What this task involves => Find the lines holding the string "CircularActive" in the data, then copy all of them.

━━ Supplied records ━━

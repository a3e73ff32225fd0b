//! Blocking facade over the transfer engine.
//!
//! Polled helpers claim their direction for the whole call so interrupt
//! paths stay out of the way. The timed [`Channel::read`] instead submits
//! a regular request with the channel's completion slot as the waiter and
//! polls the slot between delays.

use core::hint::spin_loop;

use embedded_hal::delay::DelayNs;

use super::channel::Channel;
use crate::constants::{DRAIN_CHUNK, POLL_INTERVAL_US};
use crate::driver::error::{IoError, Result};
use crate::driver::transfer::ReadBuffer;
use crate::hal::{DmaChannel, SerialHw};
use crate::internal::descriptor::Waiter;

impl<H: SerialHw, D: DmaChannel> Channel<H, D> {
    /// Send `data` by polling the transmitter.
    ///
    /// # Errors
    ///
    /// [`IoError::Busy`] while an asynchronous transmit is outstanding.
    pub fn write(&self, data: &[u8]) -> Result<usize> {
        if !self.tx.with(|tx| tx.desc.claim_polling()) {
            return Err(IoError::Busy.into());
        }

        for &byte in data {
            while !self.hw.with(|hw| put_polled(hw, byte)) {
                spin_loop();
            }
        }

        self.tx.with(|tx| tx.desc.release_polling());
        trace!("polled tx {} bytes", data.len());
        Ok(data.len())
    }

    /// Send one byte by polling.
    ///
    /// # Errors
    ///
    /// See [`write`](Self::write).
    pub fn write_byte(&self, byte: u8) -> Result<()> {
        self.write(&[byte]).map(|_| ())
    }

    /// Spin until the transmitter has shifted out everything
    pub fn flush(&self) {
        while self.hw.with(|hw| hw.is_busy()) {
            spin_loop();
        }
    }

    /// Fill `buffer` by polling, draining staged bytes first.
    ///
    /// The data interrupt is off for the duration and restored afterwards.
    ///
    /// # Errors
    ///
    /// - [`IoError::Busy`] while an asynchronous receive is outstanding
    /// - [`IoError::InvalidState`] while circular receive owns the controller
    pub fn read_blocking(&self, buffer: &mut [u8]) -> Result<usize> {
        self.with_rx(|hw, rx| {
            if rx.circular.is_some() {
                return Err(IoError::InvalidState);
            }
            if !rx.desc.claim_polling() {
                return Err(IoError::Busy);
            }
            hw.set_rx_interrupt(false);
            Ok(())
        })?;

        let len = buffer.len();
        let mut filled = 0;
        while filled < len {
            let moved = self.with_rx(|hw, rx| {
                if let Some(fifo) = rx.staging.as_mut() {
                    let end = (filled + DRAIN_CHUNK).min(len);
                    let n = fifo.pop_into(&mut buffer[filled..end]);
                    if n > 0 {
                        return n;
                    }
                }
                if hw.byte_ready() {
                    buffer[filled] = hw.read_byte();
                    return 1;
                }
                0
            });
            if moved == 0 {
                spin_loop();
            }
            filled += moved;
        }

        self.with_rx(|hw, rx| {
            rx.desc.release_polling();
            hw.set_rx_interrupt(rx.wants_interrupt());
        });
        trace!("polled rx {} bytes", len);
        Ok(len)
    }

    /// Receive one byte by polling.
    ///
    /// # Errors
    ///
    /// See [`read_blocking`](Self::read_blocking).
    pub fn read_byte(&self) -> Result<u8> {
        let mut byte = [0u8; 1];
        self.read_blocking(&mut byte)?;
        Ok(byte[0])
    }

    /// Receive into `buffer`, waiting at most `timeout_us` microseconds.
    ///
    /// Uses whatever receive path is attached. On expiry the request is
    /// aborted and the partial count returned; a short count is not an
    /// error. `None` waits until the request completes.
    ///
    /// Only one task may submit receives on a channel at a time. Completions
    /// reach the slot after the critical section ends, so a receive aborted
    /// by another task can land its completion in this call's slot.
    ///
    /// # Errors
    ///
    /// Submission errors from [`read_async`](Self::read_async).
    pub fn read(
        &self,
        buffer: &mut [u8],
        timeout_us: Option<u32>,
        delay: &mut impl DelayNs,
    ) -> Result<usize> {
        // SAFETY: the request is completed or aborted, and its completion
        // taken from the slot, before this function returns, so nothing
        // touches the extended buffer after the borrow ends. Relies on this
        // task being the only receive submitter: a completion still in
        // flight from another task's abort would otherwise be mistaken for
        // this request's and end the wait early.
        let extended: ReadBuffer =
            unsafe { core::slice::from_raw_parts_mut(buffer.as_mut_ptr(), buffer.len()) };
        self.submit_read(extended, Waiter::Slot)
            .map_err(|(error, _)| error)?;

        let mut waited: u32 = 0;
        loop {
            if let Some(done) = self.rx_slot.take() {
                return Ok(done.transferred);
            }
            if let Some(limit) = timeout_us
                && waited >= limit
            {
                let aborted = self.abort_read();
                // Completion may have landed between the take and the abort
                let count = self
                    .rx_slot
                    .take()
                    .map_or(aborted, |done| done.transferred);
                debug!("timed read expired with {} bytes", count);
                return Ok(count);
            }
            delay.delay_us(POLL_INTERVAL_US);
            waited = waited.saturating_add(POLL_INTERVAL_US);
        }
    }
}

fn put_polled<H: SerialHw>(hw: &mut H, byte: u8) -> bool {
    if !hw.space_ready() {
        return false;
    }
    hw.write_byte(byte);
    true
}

━━━
━━ Supplied records ━━

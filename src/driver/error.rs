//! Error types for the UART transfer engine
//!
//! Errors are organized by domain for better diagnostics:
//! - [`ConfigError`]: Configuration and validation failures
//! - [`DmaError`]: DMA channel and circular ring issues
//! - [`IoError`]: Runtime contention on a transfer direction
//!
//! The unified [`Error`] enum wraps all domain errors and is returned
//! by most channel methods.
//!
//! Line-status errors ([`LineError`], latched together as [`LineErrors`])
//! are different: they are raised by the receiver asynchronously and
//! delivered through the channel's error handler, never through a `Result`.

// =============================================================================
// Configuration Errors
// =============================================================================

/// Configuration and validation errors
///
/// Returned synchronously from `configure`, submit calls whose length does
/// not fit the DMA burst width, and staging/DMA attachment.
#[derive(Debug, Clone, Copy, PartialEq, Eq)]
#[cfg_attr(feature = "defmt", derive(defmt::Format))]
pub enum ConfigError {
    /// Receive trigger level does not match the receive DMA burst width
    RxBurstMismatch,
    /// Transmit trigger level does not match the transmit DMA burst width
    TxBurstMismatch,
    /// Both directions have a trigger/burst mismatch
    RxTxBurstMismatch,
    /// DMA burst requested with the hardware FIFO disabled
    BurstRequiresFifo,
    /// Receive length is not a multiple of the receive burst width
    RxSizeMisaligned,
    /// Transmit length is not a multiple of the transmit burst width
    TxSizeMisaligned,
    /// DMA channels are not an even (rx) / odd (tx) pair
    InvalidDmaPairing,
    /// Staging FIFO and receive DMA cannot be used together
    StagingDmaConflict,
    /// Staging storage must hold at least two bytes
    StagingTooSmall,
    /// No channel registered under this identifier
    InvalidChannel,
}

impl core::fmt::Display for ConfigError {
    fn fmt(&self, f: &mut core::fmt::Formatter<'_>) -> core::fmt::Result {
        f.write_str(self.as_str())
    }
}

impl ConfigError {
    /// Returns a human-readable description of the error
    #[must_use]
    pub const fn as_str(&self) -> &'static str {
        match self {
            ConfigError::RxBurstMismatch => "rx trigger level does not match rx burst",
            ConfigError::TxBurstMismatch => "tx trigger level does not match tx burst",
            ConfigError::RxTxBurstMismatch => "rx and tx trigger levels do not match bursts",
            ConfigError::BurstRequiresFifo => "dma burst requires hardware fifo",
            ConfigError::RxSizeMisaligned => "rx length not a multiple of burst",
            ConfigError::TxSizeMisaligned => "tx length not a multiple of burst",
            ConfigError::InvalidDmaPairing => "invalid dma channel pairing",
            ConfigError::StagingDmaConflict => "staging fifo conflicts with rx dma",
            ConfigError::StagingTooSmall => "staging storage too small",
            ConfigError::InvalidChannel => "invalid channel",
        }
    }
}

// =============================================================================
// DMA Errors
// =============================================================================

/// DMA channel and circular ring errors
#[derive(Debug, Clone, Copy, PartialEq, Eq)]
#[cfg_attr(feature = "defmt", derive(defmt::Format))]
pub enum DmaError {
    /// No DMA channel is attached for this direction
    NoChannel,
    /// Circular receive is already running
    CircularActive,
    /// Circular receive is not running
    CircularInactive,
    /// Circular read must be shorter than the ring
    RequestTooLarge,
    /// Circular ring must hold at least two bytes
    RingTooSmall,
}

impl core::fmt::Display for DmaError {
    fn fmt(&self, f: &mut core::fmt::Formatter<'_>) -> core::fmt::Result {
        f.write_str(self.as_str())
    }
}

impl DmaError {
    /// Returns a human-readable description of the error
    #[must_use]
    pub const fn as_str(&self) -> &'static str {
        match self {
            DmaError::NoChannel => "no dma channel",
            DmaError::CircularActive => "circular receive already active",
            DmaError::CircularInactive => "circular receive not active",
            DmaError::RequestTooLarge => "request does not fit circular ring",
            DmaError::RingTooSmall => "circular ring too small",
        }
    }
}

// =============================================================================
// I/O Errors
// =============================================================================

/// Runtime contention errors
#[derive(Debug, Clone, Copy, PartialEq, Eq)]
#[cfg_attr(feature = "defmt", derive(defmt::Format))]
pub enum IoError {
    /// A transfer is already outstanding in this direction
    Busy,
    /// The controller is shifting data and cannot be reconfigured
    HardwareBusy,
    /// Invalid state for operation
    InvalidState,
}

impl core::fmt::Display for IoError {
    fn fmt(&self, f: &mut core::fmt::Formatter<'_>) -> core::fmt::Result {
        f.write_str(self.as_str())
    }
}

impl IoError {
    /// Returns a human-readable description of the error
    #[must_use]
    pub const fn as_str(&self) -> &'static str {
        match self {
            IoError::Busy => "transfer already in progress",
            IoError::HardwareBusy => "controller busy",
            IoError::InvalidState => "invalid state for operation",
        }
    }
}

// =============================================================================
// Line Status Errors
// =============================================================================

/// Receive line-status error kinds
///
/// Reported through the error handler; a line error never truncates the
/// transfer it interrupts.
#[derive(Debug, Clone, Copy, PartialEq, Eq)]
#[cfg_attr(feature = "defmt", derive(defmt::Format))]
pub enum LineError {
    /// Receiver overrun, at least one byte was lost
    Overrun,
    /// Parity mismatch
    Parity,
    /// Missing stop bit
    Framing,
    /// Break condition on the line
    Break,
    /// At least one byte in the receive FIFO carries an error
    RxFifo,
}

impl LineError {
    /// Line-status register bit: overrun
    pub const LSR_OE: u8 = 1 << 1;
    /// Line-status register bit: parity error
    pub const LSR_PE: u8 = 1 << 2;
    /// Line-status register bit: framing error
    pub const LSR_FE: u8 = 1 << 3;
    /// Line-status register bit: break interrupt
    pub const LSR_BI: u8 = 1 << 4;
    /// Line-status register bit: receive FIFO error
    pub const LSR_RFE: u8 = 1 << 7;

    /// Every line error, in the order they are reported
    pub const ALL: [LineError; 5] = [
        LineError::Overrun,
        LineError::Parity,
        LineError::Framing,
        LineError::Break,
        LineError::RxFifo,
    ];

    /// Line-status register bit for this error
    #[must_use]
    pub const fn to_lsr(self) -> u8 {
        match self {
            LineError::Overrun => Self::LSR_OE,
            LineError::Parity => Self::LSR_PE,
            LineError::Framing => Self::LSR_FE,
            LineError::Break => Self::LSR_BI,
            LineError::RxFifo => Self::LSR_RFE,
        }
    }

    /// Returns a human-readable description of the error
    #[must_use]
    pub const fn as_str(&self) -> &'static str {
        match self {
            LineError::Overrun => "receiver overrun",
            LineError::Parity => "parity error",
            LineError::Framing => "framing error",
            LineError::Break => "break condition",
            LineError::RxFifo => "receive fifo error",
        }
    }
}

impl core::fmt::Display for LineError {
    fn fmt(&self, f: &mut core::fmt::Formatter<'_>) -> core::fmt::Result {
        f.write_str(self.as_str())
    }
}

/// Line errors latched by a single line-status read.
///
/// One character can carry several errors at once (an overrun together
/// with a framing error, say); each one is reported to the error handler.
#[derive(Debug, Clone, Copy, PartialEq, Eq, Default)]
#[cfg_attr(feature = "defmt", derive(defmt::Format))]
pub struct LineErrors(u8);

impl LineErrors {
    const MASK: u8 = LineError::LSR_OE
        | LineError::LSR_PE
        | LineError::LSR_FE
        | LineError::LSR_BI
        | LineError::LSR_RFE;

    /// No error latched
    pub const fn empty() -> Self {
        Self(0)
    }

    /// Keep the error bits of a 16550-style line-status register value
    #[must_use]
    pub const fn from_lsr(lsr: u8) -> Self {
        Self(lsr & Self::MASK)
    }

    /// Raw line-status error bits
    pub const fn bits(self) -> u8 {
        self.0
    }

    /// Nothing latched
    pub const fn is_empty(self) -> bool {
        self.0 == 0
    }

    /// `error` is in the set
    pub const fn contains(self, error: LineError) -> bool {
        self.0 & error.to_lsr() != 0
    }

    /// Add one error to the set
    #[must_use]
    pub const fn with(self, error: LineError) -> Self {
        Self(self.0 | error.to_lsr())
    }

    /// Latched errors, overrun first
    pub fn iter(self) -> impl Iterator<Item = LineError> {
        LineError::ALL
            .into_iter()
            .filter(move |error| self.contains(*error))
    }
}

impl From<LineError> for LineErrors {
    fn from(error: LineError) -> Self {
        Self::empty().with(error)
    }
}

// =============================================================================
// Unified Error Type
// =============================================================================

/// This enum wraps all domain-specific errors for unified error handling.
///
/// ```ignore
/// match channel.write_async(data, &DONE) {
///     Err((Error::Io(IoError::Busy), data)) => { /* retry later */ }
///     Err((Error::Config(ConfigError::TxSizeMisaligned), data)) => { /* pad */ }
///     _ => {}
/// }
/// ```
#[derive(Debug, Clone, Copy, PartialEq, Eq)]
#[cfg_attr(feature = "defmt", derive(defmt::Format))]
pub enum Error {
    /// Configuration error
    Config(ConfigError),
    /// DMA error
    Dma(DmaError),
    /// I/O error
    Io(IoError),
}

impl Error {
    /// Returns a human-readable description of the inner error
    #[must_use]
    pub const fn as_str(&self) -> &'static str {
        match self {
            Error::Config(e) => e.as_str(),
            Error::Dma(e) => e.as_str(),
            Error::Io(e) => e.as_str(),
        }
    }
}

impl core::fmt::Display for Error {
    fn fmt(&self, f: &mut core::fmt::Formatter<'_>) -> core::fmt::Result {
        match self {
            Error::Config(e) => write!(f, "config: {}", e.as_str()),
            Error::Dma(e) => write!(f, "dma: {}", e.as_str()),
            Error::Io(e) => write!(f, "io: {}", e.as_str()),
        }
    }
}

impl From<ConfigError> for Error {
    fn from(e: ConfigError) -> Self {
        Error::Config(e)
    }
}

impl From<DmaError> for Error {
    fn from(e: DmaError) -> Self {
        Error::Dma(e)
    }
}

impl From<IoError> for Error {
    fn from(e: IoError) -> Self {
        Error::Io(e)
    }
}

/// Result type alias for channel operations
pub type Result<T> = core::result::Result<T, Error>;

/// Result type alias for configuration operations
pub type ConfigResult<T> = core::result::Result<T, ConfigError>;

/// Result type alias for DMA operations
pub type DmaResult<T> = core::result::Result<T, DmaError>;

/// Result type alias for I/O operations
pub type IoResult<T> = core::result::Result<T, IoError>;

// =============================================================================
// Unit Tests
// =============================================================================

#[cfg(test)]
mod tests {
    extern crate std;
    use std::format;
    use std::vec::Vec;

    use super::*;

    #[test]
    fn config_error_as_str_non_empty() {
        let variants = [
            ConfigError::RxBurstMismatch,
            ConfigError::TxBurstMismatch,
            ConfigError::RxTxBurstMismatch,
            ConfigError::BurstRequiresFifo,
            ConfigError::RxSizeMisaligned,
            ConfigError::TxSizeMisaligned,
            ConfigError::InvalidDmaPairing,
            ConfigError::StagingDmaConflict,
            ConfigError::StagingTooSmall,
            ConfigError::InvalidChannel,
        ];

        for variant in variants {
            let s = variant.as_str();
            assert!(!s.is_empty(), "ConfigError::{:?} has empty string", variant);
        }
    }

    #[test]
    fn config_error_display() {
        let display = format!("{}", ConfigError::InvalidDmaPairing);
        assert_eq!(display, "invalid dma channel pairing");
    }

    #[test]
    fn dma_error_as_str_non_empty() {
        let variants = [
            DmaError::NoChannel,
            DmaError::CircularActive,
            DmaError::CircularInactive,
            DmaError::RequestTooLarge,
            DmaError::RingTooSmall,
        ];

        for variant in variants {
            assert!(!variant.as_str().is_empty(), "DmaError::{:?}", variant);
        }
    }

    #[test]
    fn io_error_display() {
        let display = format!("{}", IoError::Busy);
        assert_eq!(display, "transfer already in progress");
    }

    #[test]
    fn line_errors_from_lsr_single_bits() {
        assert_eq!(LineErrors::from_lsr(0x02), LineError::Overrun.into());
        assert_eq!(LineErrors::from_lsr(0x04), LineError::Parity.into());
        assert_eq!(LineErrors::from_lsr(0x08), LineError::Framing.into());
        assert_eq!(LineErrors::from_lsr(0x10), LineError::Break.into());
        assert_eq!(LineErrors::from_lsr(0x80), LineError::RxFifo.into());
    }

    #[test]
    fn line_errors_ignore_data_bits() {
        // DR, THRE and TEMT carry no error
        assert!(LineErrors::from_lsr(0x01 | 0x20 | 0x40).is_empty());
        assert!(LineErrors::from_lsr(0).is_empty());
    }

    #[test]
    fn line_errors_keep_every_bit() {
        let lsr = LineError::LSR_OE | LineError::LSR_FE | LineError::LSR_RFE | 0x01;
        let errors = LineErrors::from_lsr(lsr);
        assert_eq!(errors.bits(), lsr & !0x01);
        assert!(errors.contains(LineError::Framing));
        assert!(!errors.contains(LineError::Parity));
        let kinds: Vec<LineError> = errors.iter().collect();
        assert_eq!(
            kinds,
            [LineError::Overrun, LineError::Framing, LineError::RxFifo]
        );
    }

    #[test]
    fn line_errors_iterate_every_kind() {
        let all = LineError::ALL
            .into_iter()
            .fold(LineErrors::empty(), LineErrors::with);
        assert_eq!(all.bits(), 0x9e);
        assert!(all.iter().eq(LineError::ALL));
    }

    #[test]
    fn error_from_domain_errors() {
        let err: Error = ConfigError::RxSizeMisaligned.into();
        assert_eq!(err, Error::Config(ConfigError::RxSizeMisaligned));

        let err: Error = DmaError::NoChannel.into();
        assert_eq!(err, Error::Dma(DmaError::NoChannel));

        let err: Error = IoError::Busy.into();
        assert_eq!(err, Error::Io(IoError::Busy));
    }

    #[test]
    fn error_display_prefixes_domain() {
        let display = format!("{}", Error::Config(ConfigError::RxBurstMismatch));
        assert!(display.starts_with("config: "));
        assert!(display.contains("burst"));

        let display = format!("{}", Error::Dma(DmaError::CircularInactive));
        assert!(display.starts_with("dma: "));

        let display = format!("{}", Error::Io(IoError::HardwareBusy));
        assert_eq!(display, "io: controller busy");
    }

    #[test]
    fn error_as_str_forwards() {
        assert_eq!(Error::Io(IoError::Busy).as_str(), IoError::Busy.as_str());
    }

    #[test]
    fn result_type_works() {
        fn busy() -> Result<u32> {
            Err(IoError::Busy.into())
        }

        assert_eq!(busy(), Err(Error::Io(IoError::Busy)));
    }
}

━━━

Written reply =>
    CircularActive,
            DmaError::CircularActive => "circular receive already active",
            DmaError::CircularActive,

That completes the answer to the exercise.